## Work order
Should the word "last" occur in a line of the records, copy that line.

────────────────

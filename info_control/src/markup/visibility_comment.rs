//! Inline visibility markers: `<!-- ai_visibility: N -->`.
//!
//! A marker applies to the nearest preceding markdown header. Matching is
//! case-insensitive and tolerant of whitespace.

use regex::Regex;
use serde::{Deserialize, Serialize};
use std::ops::Index;
use std::sync::OnceLock;

use story_model::VisibilityLevel;

use super::header_name;
use crate::error::{ControlError, ControlResult};

fn marker_regex() -> &'static Regex {
    static MARKER: OnceLock<Regex> = OnceLock::new();
    MARKER.get_or_init(|| {
        Regex::new(r"(?i)<!--\s*ai_visibility:\s*(\S+)\s*-->").expect("marker pattern is valid")
    })
}

/// A visibility marker found in a document.
#[derive(Debug, Clone, PartialEq, Eq, Serialize, Deserialize)]
pub struct VisibilityMarker {
    pub level: VisibilityLevel,

    /// 1-indexed line of the marker.
    pub line_number: usize,

    /// Header of the section the marker belongs to, if any.
    pub section_name: Option<String>,
}

/// Raw level literal of the first marker on a line.
fn marker_literal(line: &str) -> Option<&str> {
    marker_regex()
        .captures(line)
        .and_then(|caps| caps.get(1))
        .map(|m| m.as_str())
}

fn parse_level(literal: &str, line_number: usize) -> ControlResult<VisibilityLevel> {
    literal.parse::<VisibilityLevel>().map_err(|e| {
        ControlError::parse(format!(
            "invalid ai_visibility level '{}' on line {}: {}",
            literal, line_number, e
        ))
    })
}

/// Collect every marker in `content`.
///
/// Fails on the first marker whose level is not a valid visibility level.
pub fn parse_visibility_comments(content: &str) -> ControlResult<Vec<VisibilityMarker>> {
    let mut markers = Vec::new();
    let mut current_section: Option<String> = None;

    for (idx, line) in content.lines().enumerate() {
        if let Some(name) = header_name(line) {
            current_section = Some(name);
            continue;
        }
        if let Some(literal) = marker_literal(line) {
            markers.push(VisibilityMarker {
                level: parse_level(literal, idx + 1)?,
                line_number: idx + 1,
                section_name: current_section.clone(),
            });
        }
    }

    Ok(markers)
}

/// Section name to visibility level, in document order.
///
/// A repeated header keeps its first position and takes the latest level.
#[derive(Debug, Clone, PartialEq, Eq, Default, Serialize, Deserialize)]
pub struct SectionLevels(Vec<(String, VisibilityLevel)>);

impl SectionLevels {
    pub fn get(&self, section_name: &str) -> Option<VisibilityLevel> {
        self.0
            .iter()
            .find(|(name, _)| name == section_name)
            .map(|(_, level)| *level)
    }

    pub fn insert(&mut self, section_name: String, level: VisibilityLevel) {
        match self.0.iter_mut().find(|(name, _)| *name == section_name) {
            Some(entry) => entry.1 = level,
            None => self.0.push((section_name, level)),
        }
    }

    pub fn iter(&self) -> impl Iterator<Item = (&str, VisibilityLevel)> + '_ {
        self.0.iter().map(|(name, level)| (name.as_str(), *level))
    }

    pub fn names(&self) -> impl Iterator<Item = &str> + '_ {
        self.0.iter().map(|(name, _)| name.as_str())
    }

    pub fn len(&self) -> usize {
        self.0.len()
    }

    pub fn is_empty(&self) -> bool {
        self.0.is_empty()
    }
}

impl Index<&str> for SectionLevels {
    type Output = VisibilityLevel;

    fn index(&self, section_name: &str) -> &VisibilityLevel {
        match self.0.iter().find(|(name, _)| name == section_name) {
            Some((_, level)) => level,
            None => panic!("no section named '{}'", section_name),
        }
    }
}

/// Map each section header to its visibility level.
///
/// Every header opens a section at `default`; a marker before the next header
/// overrides it. Invalid markers are ignored and leave the section unchanged.
pub fn extract_section_visibility(content: &str, default: VisibilityLevel) -> SectionLevels {
    let mut sections = SectionLevels::default();
    let mut current_section: Option<String> = None;

    for (idx, line) in content.lines().enumerate() {
        if let Some(name) = header_name(line) {
            sections.insert(name.clone(), default);
            current_section = Some(name);
            continue;
        }

        let (Some(section), Some(literal)) = (current_section.as_ref(), marker_literal(line)) else {
            continue;
        };
        match parse_level(literal, idx + 1) {
            Ok(level) => {
                sections.insert(section.clone(), level);
            }
            Err(e) => {
                tracing::warn!(section = %section, error = %e, "Ignoring invalid visibility marker");
            }
        }
    }

    sections
}

/// Level set by markers inside a section body, if any (last valid marker wins).
pub(crate) fn body_marker_level(body: &str) -> Option<VisibilityLevel> {
    body.lines()
        .filter_map(marker_literal)
        .filter_map(|literal| literal.parse::<VisibilityLevel>().ok())
        .last()
}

────────────────

## Finished exercise
/// Level set by markers inside a section body, if any (last valid marker wins).
        .last()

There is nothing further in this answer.